As treatment options expanded and improved, there was an expectation that the patient population initiating treatment for chronic HCV would shift from an older, treatment-experienced population with more fibrosis to a younger, treatment-naïve population with milder liver disease. However, there has been a lack of investigation into the specific demographics and disease characteristics of DAA-prescribed patients relative to the availability of different DAA regimens. Using data from a network of providers and specialty pharmacies in the United States, we evaluated changes in patient demographics and practice settings from 2013 to 2017.

METHODS

Data Collection

Clinical, demographic, prescription, and dispensing data for adult (≥18 years) patients with HCV were collected from specialty pharmacies and physicians in the United States through Trio Health’s proprietary Innervation Platform, a portal for managing patient information. Where mandated by state law, patients signed an electronic informed consent allowing data collection. Each clinician and specialty pharmacy providing data signed agreements attesting to compliance with all rules and regulations regarding the disclosure of patient information to a shared database. Embedded in the data collection process are quality control assessments that identify potential errors within fields (eg, data type mismatches, unit conversion errors) and between fields (eg, sequential order of events, improbable combinations of vital or laboratory measures). Data identified as questionable are routed back to the source for confirmation or correction. This data collection process and study plan were approved by Western Institutional Review Board as an institutional review board exemption under 45 CFR 46.101(b)(4).
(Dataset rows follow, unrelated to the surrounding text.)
//! dmidecode report parser: blank-line blocks → title-classified sections →
//! normalized `key: value` lines → schema-mapped records.
//!
//! Total over any input string. Malformed blocks degrade to default records;
//! unknown sections and unknown keys are silently skipped. "Could not obtain
//! a report" is the runner's error, never this module's.

pub mod blocks;
pub mod fields;
pub mod records;

use serde::Serialize;

use blocks::{classify, split_blocks};
use fields::{map_record, Record};
pub use records::{
    BaseBoardInfo, BiosInfo, BiosLanguageInfo, CacheInfo, ChassisInfo, MemoryArrayInfo,
    MemoryDeviceInfo, PortConnectorInfo, ProcessorInfo, SystemInfo, SystemSlotInfo,
};

/// Both sections of one `-t bios` capture.
#[derive(Debug, Default, Clone, PartialEq, Serialize)]
pub struct BiosReport {
    pub bios: BiosInfo,
    pub language: BiosLanguageInfo,
}

/// Array summary plus per-module devices from one `-t memory` capture. Two
/// related but distinct record sets; no field merging across them.
#[derive(Debug, Default, Clone, PartialEq, Serialize)]
pub struct MemoryReport {
    pub array: MemoryArrayInfo,
    pub devices: Vec<MemoryDeviceInfo>,
}

/// Singleton aggregation: when a report carries more than one qualifying
/// block, the last one observed wins. A report with none yields defaults.
fn collect_one<R: Record>(report: &str) -> R {
    split_blocks(report)
        .filter(|block| classify(block) == Some(R::KIND))
        .map(map_record::<R>)
        .last()
        .unwrap_or_default()
}

/// Repeatable aggregation: one record per qualifying block, encounter order.
fn collect_many<R: Record>(report: &str) -> Vec<R> {
    split_blocks(report)
        .filter(|block| classify(block) == Some(R::KIND))
        .map(map_record::<R>)
        .collect()
}

pub fn parse_bios(report: &str) -> BiosReport {
    BiosReport {
        bios: collect_one(report),
        language: collect_one(report),
    }
}

pub fn parse_system(report: &str) -> SystemInfo {
    collect_one(report)
}

pub fn parse_baseboard(report: &str) -> BaseBoardInfo {
    collect_one(report)
}

pub fn parse_chassis(report: &str) -> ChassisInfo {
    collect_one(report)
}

pub fn parse_processor(report: &str) -> ProcessorInfo {
    collect_one(report)
}

pub fn parse_memory(report: &str) -> MemoryReport {
    MemoryReport {
        array: collect_one(report),
        devices: collect_many(report),
    }
}

pub fn parse_caches(report: &str) -> Vec<CacheInfo> {
    collect_many(report)
}

pub fn parse_connectors(report: &str) -> Vec<PortConnectorInfo> {
    collect_many(report)
}

pub fn parse_slots(report: &str) -> Vec<SystemSlotInfo> {
    collect_many(report)
}

// ── Tests ──

#[cfg(test)]
mod tests {
    use super::*;

    fn fixture(name: &str) -> String {
        std::fs::read_to_string(format!("tests/fixtures/{}.txt", name)).unwrap()
    }

    #[test]
    fn bios_minimal_block() {
        let report = "\nBIOS Information\n\tVendor: Acme\n\tVersion: 1.0\n\n";
        let parsed = parse_bios(report);
        assert_eq!(parsed.bios.vendor, "Acme");
        assert_eq!(parsed.bios.version, "1.0");
        assert!(parsed.bios.release_date.is_empty());
        assert!(parsed.bios.characteristics.is_empty());
        assert_eq!(parsed.language, BiosLanguageInfo::default());
    }

    #[test]
    fn two_memory_devices_in_encounter_order() {
        let report = "\nMemory Device\n\tSize: 4096 MB\n\tLocator: ChannelA-DIMM0\n\n\nMemory Device\n\tSize: 4096 MB\n\tLocator: ChannelB-DIMM0\n\n";
        let parsed = parse_memory(report);
        assert_eq!(parsed.devices.len(), 2);
        assert_eq!(parsed.devices[0].size, "4096 MB");
        assert_eq!(parsed.devices[1].size, "4096 MB");
        assert_eq!(parsed.devices[0].locator, "ChannelA-DIMM0");
        assert_eq!(parsed.devices[1].locator, "ChannelB-DIMM0");
    }

    #[test]
    fn cache_sram_types_without_label_echo() {
        let report = "\nCache Information\n\tSupported SRAM Types:\n\t\tSynchronous\n\t\tAsynchronous\n\n";
        let caches = parse_caches(report);
        assert_eq!(caches.len(), 1);
        assert_eq!(caches[0].supported_sram_types, vec!["Synchronous", "Asynchronous"]);
    }

    #[test]
    fn unrecognized_section_only() {
        let report = "\nOEM Strings\n\tString 1: ABCDEFG\n\n";
        assert_eq!(parse_system(report), SystemInfo::default());
        assert!(parse_memory(report).devices.is_empty());
        assert!(parse_slots(report).is_empty());
    }

    #[test]
    fn empty_report() {
        assert_eq!(parse_bios(""), BiosReport::default());
        assert_eq!(parse_chassis(""), ChassisInfo::default());
        assert!(parse_caches("").is_empty());
        assert!(parse_connectors("").is_empty());
    }

    #[test]
    fn parsing_is_idempotent() {
        let report = fixture("memory");
        assert_eq!(parse_memory(&report), parse_memory(&report));
    }

    #[test]
    fn duplicate_singleton_last_wins() {
        let report = "\nSystem Information\n\tManufacturer: First\n\n\nSystem Information\n\tManufacturer: Second\n\n";
        assert_eq!(parse_system(report).manufacturer, "Second");
    }

    // ── Fixture round-trips ──

    #[test]
    fn bios_fixture() {
        let parsed = parse_bios(&fixture("bios"));
        assert_eq!(parsed.bios.vendor, "LENOVO");
        assert_eq!(parsed.bios.version, "J4ET76WW(1.76)");
        assert_eq!(parsed.bios.release_date, "03/03/2015");
        assert_eq!(parsed.bios.address, "0xE0000");
        assert_eq!(parsed.bios.runtime_size, "128 kB");
        assert_eq!(parsed.bios.rom_size, "8192 kB");
        assert_eq!(parsed.bios.bios_revision, "1.76");
        assert!(parsed.bios.characteristics.contains(&"PCI is supported".to_string()));
        assert!(parsed.bios.characteristics.contains(&"ACPI is supported".to_string()));
        assert_eq!(parsed.language.language_description_format, "Abbreviated");
        assert_eq!(parsed.language.currently_installed_language, "en-US");
        assert_eq!(parsed.language.installable_languages.len(), 7);
        assert!(!parsed.language.installable_languages.contains(&"7".to_string()));
    }

    #[test]
    fn system_fixture() {
        let system = parse_system(&fixture("system"));
        assert_eq!(system.manufacturer, "LENOVO");
        assert_eq!(system.product_name, "20ASEB3");
        assert_eq!(system.serial_number, "ZZ0R958AGF4");
        assert_eq!(system.uuid, "A03804C2-D1F0-11E3-9A2B-28D24457AB51");
        assert_eq!(system.wake_up_type, "Power Switch");
        assert_eq!(system.family, "ThinkPad T440p");
    }

    #[test]
    fn baseboard_fixture() {
        let board = parse_baseboard(&fixture("baseboard"));
        assert_eq!(board.manufacturer, "LENOVO");
        assert_eq!(board.product_name, "20ASEB3");
        assert_eq!(board.board_type, "Motherboard");
        assert_eq!(board.features, vec!["Board is a hosting board", "Board is replaceable"]);
        assert_eq!(board.chassis_handle, "0x0000");
    }

    #[test]
    fn chassis_fixture() {
        let chassis = parse_chassis(&fixture("chassis"));
        assert_eq!(chassis.manufacturer, "LENOVO");
        assert_eq!(chassis.chassis_type, "Notebook");
        assert_eq!(chassis.lock, "Not Present");
        assert_eq!(chassis.boot_up_state, "Unknown");
        assert_eq!(chassis.oem_information, "0x00000000");
        assert_eq!(chassis.height, "Unspecified");
        assert_eq!(chassis.number_of_power_cords, "Unspecified");
        assert_eq!(chassis.contained_elements, "0");
        assert_eq!(chassis.sku_number, "Not Specified");
    }

    #[test]
    fn processor_fixture() {
        let cpu = parse_processor(&fixture("processor"));
        assert_eq!(cpu.socket_designation, "CPU Socket - U3E1");
        assert_eq!(cpu.version, "Intel(R) Core(TM) i7-4712MQ CPU @ 2.30GHz");
        assert_eq!(cpu.core_count, "4");
        assert_eq!(cpu.thread_count, "8");
        assert!(cpu.flags.contains(&"FPU (Floating-point unit on-chip)".to_string()));
        assert_eq!(cpu.characteristics, vec!["64-bit capable", "Multi-Core", "Hardware Thread"]);
        assert_eq!(cpu.l1_cache_handle, "0x0002");
        assert_eq!(cpu.l3_cache_handle, "0x0004");
    }

    #[test]
    fn memory_fixture() {
        let memory = parse_memory(&fixture("memory"));
        assert_eq!(memory.array.location, "System Board Or Motherboard");
        assert_eq!(memory.array.array_use, "System Memory");
        assert_eq!(memory.array.maximum_capacity, "16 GB");
        assert_eq!(memory.array.number_of_devices, "2");
        assert_eq!(memory.devices.len(), 2);
        assert_eq!(memory.devices[0].size, "4096 MB");
        assert_eq!(memory.devices[0].locator, "ChannelA-DIMM0");
        assert_eq!(memory.devices[0].manufacturer, "Samsung");
        assert_eq!(memory.devices[1].locator, "ChannelB-DIMM0");
        assert_eq!(memory.devices[1].manufacturer, "Hynix/Hyundai");
        assert_eq!(memory.devices[1].part_number, "HMT451S6AFR8A-PB");
    }

    #[test]
    fn cache_fixture() {
        let caches = parse_caches(&fixture("cache"));
        assert_eq!(caches.len(), 3);
        assert_eq!(caches[0].socket_designation, "L1-Cache");
        assert_eq!(caches[1].socket_designation, "L2-Cache");
        assert_eq!(caches[2].socket_designation, "L3-Cache");
        assert_eq!(caches[1].operational_mode, "Write Back");
        assert_eq!(caches[2].installed_size, "6144 kB");
        assert!(caches[0].supported_sram_types.contains(&"Synchronous".to_string()));
    }

    #[test]
    fn connector_fixture() {
        let connectors = parse_connectors(&fixture("connector"));
        assert_eq!(connectors.len(), 3);
        assert_eq!(connectors[0].external_reference_designator, "External Monitor");
        assert_eq!(connectors[0].external_connector_type, "DB-15 female");
        assert_eq!(connectors[0].port_type, "Video Port");
    }

    #[test]
    fn slot_fixture() {
        let slots = parse_slots(&fixture("slot"));
        assert_eq!(slots.len(), 2);
        assert_eq!(slots[0].designation, "ExpressCard Slot");
        assert_eq!(slots[0].slot_type, "x1 PCI Express");
        assert_eq!(slots[0].slot_id, "1");
        assert!(slots[0].characteristics.contains(&"Hot-plug devices are supported".to_string()));
        assert_eq!(slots[1].bus_address, "0000:00:1c.4");
    }
}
The analysis population included patients from the 50 US states plus Washington, DC, who were prescribed care for HCV from 1 of 2827 providers and were serviced by 1 of 16 specialty pharmacies.

Analyses

Six-month evaluation periods that spanned the introductions of treatment options were established as follows: December 2013 to May 2014 (n = 1438), inclusive of simeprevir and sofosbuvir availability; October 2014 to March 2015 (n = 2242), inclusive of ledipasvir/sofosbuvir and ombitasvir/paritaprevir/ritonavir plus dasabuvir availability; October 2015 to March 2016 (n = 5514), inclusive of daclatasvir availability; July 2016 to December 2016 (n = 5562), inclusive of elbasvir/grazoprevir and sofosbuvir/velpatasvir availability; and July 2017 to December 2017 (n = 5188), inclusive of sofosbuvir/velpatasvir/voxilaprevir and glecaprevir/pibrentasvir availability (Figure). All statistical analyses were conducted using SPSS 25 (IBM Corp; Armonk, New York) or JMP 14.2 (SAS Institute Inc; Cary, North Carolina). Differences between periods were assessed in SPSS 25 using χ2 (categorical variables) or Kruskal-Wallis (continuous variables) tests with Bonferroni correction for repeated measures. Column (period) proportions for categorical variables were subsequently analyzed using Z tests with Bonferroni correction. Trends were evaluated using either the Cochran-Armitage (linear trends for proportions; JMP 14.2) or Jonckheere-Terpstra (ordered trends for continuous or ordinal variables; SPSS 25) test.